“СЫНОВЬЯ МУЛЛЫ”, пьеса, поставленная во Владикавказе в мае 1921 г. местной ингушской труппой. Премьера состоялась 15 мая, и С. м. прошли три раза. Позднее пьеса была переведена на осетинский язык (с заменой мусульманских имен на осетинские) и ставилась осетинскими самодеятельными театральными коллективами. Осетинский перевод пьесы, выполненный артистом Б. И. Тотровым, опубликован: Фидиуаг, Владикавказ, 1930, №4. Сохранился суфлерский экземпляр русского текста пьесы, хранящийся ныне в архиве Булгакова в Отделе Рукописей Российской Государственной Библиотеки. Впервые опубликована на русском языке: Соколов Б.В. Булгаковская энциклопедия. 1-е изд. М.: Локид; Миф, 1996. Процесс создания С. м. Булгаков описал в повести “Записки на манжетах” (1922-1923) и в рассказе “Богема” (1925). В повести об этом говорится следующим образом: “Помощник присяжного поверенного, из туземцев, научил меня. Он пришел ко мне, когда я молча сидел, положив голову на руки, и сказал: “У меня тоже нет денег. Выход один – пьесу нужно написать. Из туземной жизни. Революционную. Продадим ее...”.
Я тупо посмотрел на него и ответил: “Я не могу ничего написать из туземной жизни, ни революционного, ни контрреволюционного. Я не знаю их быта. И вообще я ничего не могу писать. Я устал, и, кажется, у меня нет способностей к литературе”.

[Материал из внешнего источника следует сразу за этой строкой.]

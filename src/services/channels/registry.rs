//! In-memory record of which voice channels are temporary and who owns them.
//!
//! All lookups return owned values; no map guard escapes a method, so callers
//! can await between operations without holding a shard lock.

use std::collections::HashSet;

use chrono::{DateTime, Utc};
use dashmap::DashMap;
use serenity::all::{ChannelId, GuildId, UserId};

use crate::bot::error::Error;

/// A tracked temporary channel
#[derive(Debug, Clone, PartialEq, Eq)]
pub struct TemporaryChannel {
    pub channel_id: ChannelId,
    pub guild_id: GuildId,
    pub owner_id: UserId,
    pub name: String,
    /// Set for channels created through the gaming setup flow
    pub platform: Option<String>,
    pub game: Option<String>,
    pub room_number: Option<u64>,
    pub created_at: DateTime<Utc>,
}

impl TemporaryChannel {
    pub fn new(channel_id: ChannelId, guild_id: GuildId, owner_id: UserId, name: String) -> Self {
        Self {
            channel_id,
            guild_id,
            owner_id,
            name,
            platform: None,
            game: None,
            room_number: None,
            created_at: Utc::now(),
        }
    }
}

#[derive(Debug, Default)]
pub struct ChannelRegistry {
    channels: DashMap<ChannelId, TemporaryChannel>,
    bans: DashMap<ChannelId, HashSet<UserId>>,
}

impl ChannelRegistry {
    pub fn new() -> Self {
        Self::default()
    }

    pub fn register(&self, channel: TemporaryChannel) {
        self.channels.insert(channel.channel_id, channel);
    }

    /// Remove a channel and its ban list; returns whether it was tracked
    pub fn unregister(&self, channel_id: ChannelId) -> bool {
        self.bans.remove(&channel_id);
        self.channels.remove(&channel_id).is_some()
    }

    /// Atomically remove a channel so exactly one caller gets to delete it.
    /// The ban list is kept until [`ChannelRegistry::unregister`] or a restore.
    pub fn claim(&self, channel_id: ChannelId) -> Option<TemporaryChannel> {
        self.channels.remove(&channel_id).map(|(_, channel)| channel)
    }

    /// Put back a claimed channel whose deletion did not go through
    pub fn restore(&self, channel: TemporaryChannel) {
        self.channels.entry(channel.channel_id).or_insert(channel);
    }

    pub fn contains(&self, channel_id: ChannelId) -> bool {
        self.channels.contains_key(&channel_id)
    }

    pub fn get(&self, channel_id: ChannelId) -> Option<TemporaryChannel> {
        self.channels.get(&channel_id).map(|c| c.clone())
    }

    pub fn lookup_owner(&self, channel_id: ChannelId) -> Option<UserId> {
        self.channels.get(&channel_id).map(|c| c.owner_id)
    }

    pub fn is_owner(&self, channel_id: ChannelId, user_id: UserId) -> bool {
        self.lookup_owner(channel_id) == Some(user_id)
    }

    /// Snapshot of tracked channel ids, safe to iterate while the registry changes
    pub fn all_channel_ids(&self) -> Vec<ChannelId> {
        self.channels.iter().map(|entry| *entry.key()).collect()
    }

    /// Replace the owner, returning the previous one
    pub fn transfer(&self, channel_id: ChannelId, new_owner: UserId) -> Result<UserId, Error> {
        let mut channel = self
            .channels
            .get_mut(&channel_id)
            .ok_or(Error::ChannelNotFound(channel_id))?;
        let previous = channel.owner_id;
        channel.owner_id = new_owner;
        Ok(previous)
    }

    /// Replace the owner only if it is still `expected`
    pub fn transfer_from(
        &self,
        channel_id: ChannelId,
        expected: UserId,
        new_owner: UserId,
    ) -> Result<(), Error> {
        let mut channel = self
            .channels
            .get_mut(&channel_id)
            .ok_or(Error::ChannelNotFound(channel_id))?;
        if channel.owner_id != expected {
            return Err(Error::NotOwner);
        }
        channel.owner_id = new_owner;
        Ok(())
    }

    /// Channels in a guild, oldest first
    pub fn channels_in_guild(&self, guild_id: GuildId) -> Vec<TemporaryChannel> {
        let mut channels: Vec<TemporaryChannel> = self
            .channels
            .iter()
            .filter(|entry| entry.guild_id == guild_id)
            .map(|entry| entry.value().clone())
            .collect();
        channels.sort_by_key(|c| (c.created_at, c.channel_id));
        channels
    }

    /// Channels a user owns in a guild, oldest first
    pub fn owned_by(&self, guild_id: GuildId, user_id: UserId) -> Vec<TemporaryChannel> {
        self.channels_in_guild(guild_id)
            .into_iter()
            .filter(|c| c.owner_id == user_id)
            .collect()
    }

    pub fn len(&self) -> usize {
        self.channels.len()
    }

    pub fn is_empty(&self) -> bool {
        self.channels.is_empty()
    }

    /// Add a user to a channel's ban list; returns false if already banned
    pub fn ban(&self, channel_id: ChannelId, user_id: UserId) -> bool {
        self.bans.entry(channel_id).or_default().insert(user_id)
    }

    /// Drop a ban reservation whose platform overwrite did not go through
    pub fn unban(&self, channel_id: ChannelId, user_id: UserId) -> bool {
        self.bans
            .get_mut(&channel_id)
            .map(|mut set| set.remove(&user_id))
            .unwrap_or(false)
    }

    pub fn is_banned(&self, channel_id: ChannelId, user_id: UserId) -> bool {
        self.bans
            .get(&channel_id)
            .map(|set| set.contains(&user_id))
            .unwrap_or(false)
    }

    pub fn ban_count(&self, channel_id: ChannelId) -> usize {
        self.bans.get(&channel_id).map(|set| set.len()).unwrap_or(0)
    }
}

Он ответил: “Вы говорите пустяки. Это от голоду. Будьте мужчиной. Быт – чепуха. Я насквозь знаю быт. Будем вместе писать. Деньги пополам”.
С того времени мы стали писать... Его жена развешивала белье на веревке в комнате, а затем давала нам винегрет с постным маслом и чай с сахарином. Он называл мне характерные имена, рассказывал обычаи, а я сочинял фабулу. Он тоже. И жена подсаживалась и давала советы. Тут же я убедился, что они оба гораздо более меня способны к литературе. Но я не испытывал зависти, потому что твердо решил про себя, что эта пьеса будет последним, что я пишу...
И мы писали.
Он нежился у печки и говорил:
– Люблю творить!
Я скрежетал пером... Через семь дней трехактная пьеса была готова. Когда я перечитал ее у себя, в нетопленой комнате, ночью, я, не стыжусь признаться, заплакал! В смысле бездарности – это было нечто совершенно особенное, потрясающее! Что-то тупое и наглое глядело из каждой строчки этого коллективного творчества!..

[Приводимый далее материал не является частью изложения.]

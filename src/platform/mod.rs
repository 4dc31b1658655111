//! Outbound calls to the chat platform.
//!
//! Core components only talk to the platform through [`Platform`], so they can
//! be exercised without a gateway connection.

pub mod discord;
#[cfg(test)]
pub(crate) mod mock;

use async_trait::async_trait;
use serenity::all::{ChannelId, GuildId, PermissionOverwrite, UserId};
use thiserror::Error;

pub use discord::DiscordPlatform;

#[derive(Error, Debug, Clone, PartialEq, Eq)]
pub enum PlatformError {
    #[error("not found")]
    NotFound,

    #[error("missing permissions")]
    PermissionDenied,

    #[error("{0}")]
    Other(String),
}

impl From<serenity::Error> for PlatformError {
    fn from(err: serenity::Error) -> Self {
        if let serenity::Error::Http(ref http) = err {
            match http.status_code().map(|s| s.as_u16()) {
                Some(404) => return PlatformError::NotFound,
                Some(403) => return PlatformError::PermissionDenied,
                _ => {}
            }
        }
        PlatformError::Other(err.to_string())
    }
}

/// Everything needed to create a voice channel
#[derive(Debug, Clone)]
pub struct VoiceChannelSpec {
    pub name: String,
    pub category: Option<ChannelId>,
    pub overwrites: Vec<PermissionOverwrite>,
    pub user_limit: Option<u32>,
    pub reason: String,
}

#[derive(Debug, Clone, PartialEq, Eq)]
pub struct ChannelSnapshot {
    pub id: ChannelId,
    pub guild_id: GuildId,
    pub name: String,
}

#[derive(Debug, Clone, Copy, PartialEq, Eq)]
pub struct MemberVoiceState {
    pub channel_id: ChannelId,
    pub muted: bool,
}

#[async_trait]
pub trait Platform: Send + Sync {
    async fn create_voice_channel(
        &self,
        guild_id: GuildId,
        spec: VoiceChannelSpec,
    ) -> Result<ChannelId, PlatformError>;

    async fn delete_channel(&self, channel_id: ChannelId, reason: &str)
        -> Result<(), PlatformError>;

    /// `None` removes the member's overwrite, resetting them to the channel default
    async fn set_permission_overwrite(
        &self,
        channel_id: ChannelId,
        user_id: UserId,
        overwrite: Option<PermissionOverwrite>,
    ) -> Result<(), PlatformError>;

    /// `None` disconnects the member from voice
    async fn move_member(
        &self,
        guild_id: GuildId,
        user_id: UserId,
        destination: Option<ChannelId>,
    ) -> Result<(), PlatformError>;

    async fn set_member_mute(
        &self,
        guild_id: GuildId,
        user_id: UserId,
        mute: bool,
    ) -> Result<(), PlatformError>;

    async fn resolve_or_create_category(
        &self,
        guild_id: GuildId,
        name: &str,
        reason: &str,
    ) -> Result<ChannelId, PlatformError>;

    async fn resolve_channel(
        &self,
        guild_id: GuildId,
        channel_id: ChannelId,
    ) -> Result<ChannelSnapshot, PlatformError>;

    async fn list_channel_members(
        &self,
        guild_id: GuildId,
        channel_id: ChannelId,
    ) -> Result<Vec<UserId>, PlatformError>;

    /// Current voice state of a member, read from the local cache
    fn voice_state(&self, guild_id: GuildId, user_id: UserId) -> Option<MemberVoiceState>;
}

В туземном подотделе пьеса произвела фурор. Ее немедленно купили за 200 тысяч. И через две недели она шла.
В тумане тысячного дыхания сверкали кинжалы, газыри и глаза. Чеченцы, кабардинцы, ингуши, – после того, как в третьем акте геройские наездники ворвались и схватили пристава и стражников, – кричали:
– Ва! Подлец! Так ему и надо! – И вслед за подотдельскими барышнями вызывали: “автора!”

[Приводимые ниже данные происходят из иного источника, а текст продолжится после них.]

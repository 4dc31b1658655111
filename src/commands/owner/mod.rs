pub mod ban;
pub mod kick;
pub mod mute;
pub mod transfer;
use serenity::all::{ChannelId, UserId};
use thiserror::Error;
use tracing::{debug, error};

use crate::platform::PlatformError;

#[derive(Error, Debug)]
pub enum Error {
    #[error("Discord API error: {0}")]
    Serenity(#[from] serenity::Error),

    #[error("Platform error: {0}")]
    Platform(PlatformError),

    #[error("Configuration not found: {0}")]
    ConfigNotFound(String),

    #[error("Invalid configuration value for {key}: {value}")]
    InvalidConfig { key: String, value: String },

    #[error("You do not own a temporary channel you are currently in")]
    NotOwner,

    #[error("User {0} is not in your channel")]
    TargetNotPresent(UserId),

    #[error("User {0} is already banned from this channel")]
    AlreadyBanned(UserId),

    /// The platform refused an operation; holds what the bot tried to do
    #[error("Permission denied: {0}")]
    PermissionDenied(String),

    #[error("Channel not found: {0}")]
    ChannelNotFound(ChannelId),

    #[error("Failed to create voice channel: {0}")]
    ProvisionFailed(#[source] PlatformError),

    #[error("Must be in a voice channel or have Manage Channels permission")]
    ProvisionNotAllowed,

    #[error("Invalid operation: {0}")]
    InvalidOperation(String),

    #[error("{0}")]
    Custom(String),
}

impl Error {
    pub fn custom<S: Into<String>>(msg: S) -> Self {
        Error::Custom(msg.into())
    }

    /// Convert a platform failure, naming the action for permission errors
    pub fn platform(err: PlatformError, action: &str) -> Self {
        match err {
            PlatformError::PermissionDenied => Error::PermissionDenied(action.to_string()),
            other => Error::Platform(other),
        }
    }

    /// Errors caused by the invoking user rather than by the bot or platform
    pub fn is_user_error(&self) -> bool {
        matches!(
            self,
            Error::NotOwner
                | Error::TargetNotPresent(_)
                | Error::AlreadyBanned(_)
                | Error::ChannelNotFound(_)
                | Error::ProvisionNotAllowed
                | Error::InvalidOperation(_)
                | Error::Custom(_)
        )
    }

    /// Log at a level matching who caused the failure
    pub fn log(&self, context: &str) {
        if self.is_user_error() {
            debug!("{}: {}", context, self);
        } else {
            error!("{}: {:?}", context, self);
        }
    }

    /// The text shown to the invoking user in an ephemeral reply
    pub fn user_message(&self) -> String {
        match self {
            Error::NotOwner => {
                "You must be in a temporary voice channel that you own to do that.".to_string()
            }
            Error::TargetNotPresent(user_id) => format!("<@{}> is not in your channel.", user_id),
            Error::AlreadyBanned(user_id) => {
                format!("<@{}> is already banned from your channel.", user_id)
            }
            Error::PermissionDenied(action) => format!(
                "I don't have permission to {}. Please contact a server administrator.",
                action
            ),
            Error::ChannelNotFound(_) => {
                "Channel not found. It may have already been deleted.".to_string()
            }
            Error::ProvisionNotAllowed => "You need to be in a voice channel or have 'Manage Channels' permission to create temporary channels.".to_string(),
            Error::ProvisionFailed(cause) => format!(
                "An error occurred while creating the voice channel: {}",
                cause
            ),
            Error::InvalidOperation(msg) | Error::Custom(msg) => msg.clone(),
            _ => "Something went wrong while handling that command. Please try again later."
                .to_string(),
        }
    }
}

За кулисами пожимали руки.
– Пирикрасная пыеса!
И приглашали в аул...”
Автор “Записок на манжетах” признавался, что С. м. писали втроем: “Я, помощник поверенного и голодуха”. В “Богеме” этот туземный помощник присяжного поверенного назван по имени: Гензулаев. Срок написания здесь определен чуточку больше: семь с половиной дней, а роль Гензулаева охарактеризована несколько иначе: “Сам он мне тут же признался, что искренне ненавидит литературу, вызвав во мне взрыв симпатии к нему. Я тоже ненавижу литературу и уж, поверьте, гораздо сильнее Гензулаева. Но Гензулаев назубок знает туземный быт, если конечно, бытом можно назвать шашлычные завтраки на фоне самых постылых гор, какие есть в мире, кинжалы неважной стали, поджарых лошадей, духаны и отвратительную, выворачивающую душу музыку”. Помощник присяжного поверенного должен был “подсыпать этот быт” в пьесу. Художественное же качество С. м. автор в “Богеме” оценивал не менее сурово, чем в “Записках на манжетах”, хотя теперь, учитывая опыт советского театра первой половины 20-х годов, уже не настаивал на уникальности пьесы:
“...Если когда-нибудь будет конкурс на самую бессмысленную, бездарную и наглую пьесу, наша получит первую премию (хотя, впрочем... впрочем... вспоминаю сейчас некоторые пьесы 1921-1924 годов и начинаю сомневаться...), ну не первую – вторую или третью”. По словам автора “Богемы”, гонорар за пьесу был 200 тысяч рублей, разделенный между соавторами поровну (та же сумма – и в “Записках на манжетах”, причем “пьеса прошла три раза (рекорд), и вызывали авторов”). Этими деньгами Булгаков, как он сообщает в “Богеме”, распорядился следующим образом: “Семь тысяч я съел в 2 дня, а на остальные 93 решил уехать из Владикавказа”.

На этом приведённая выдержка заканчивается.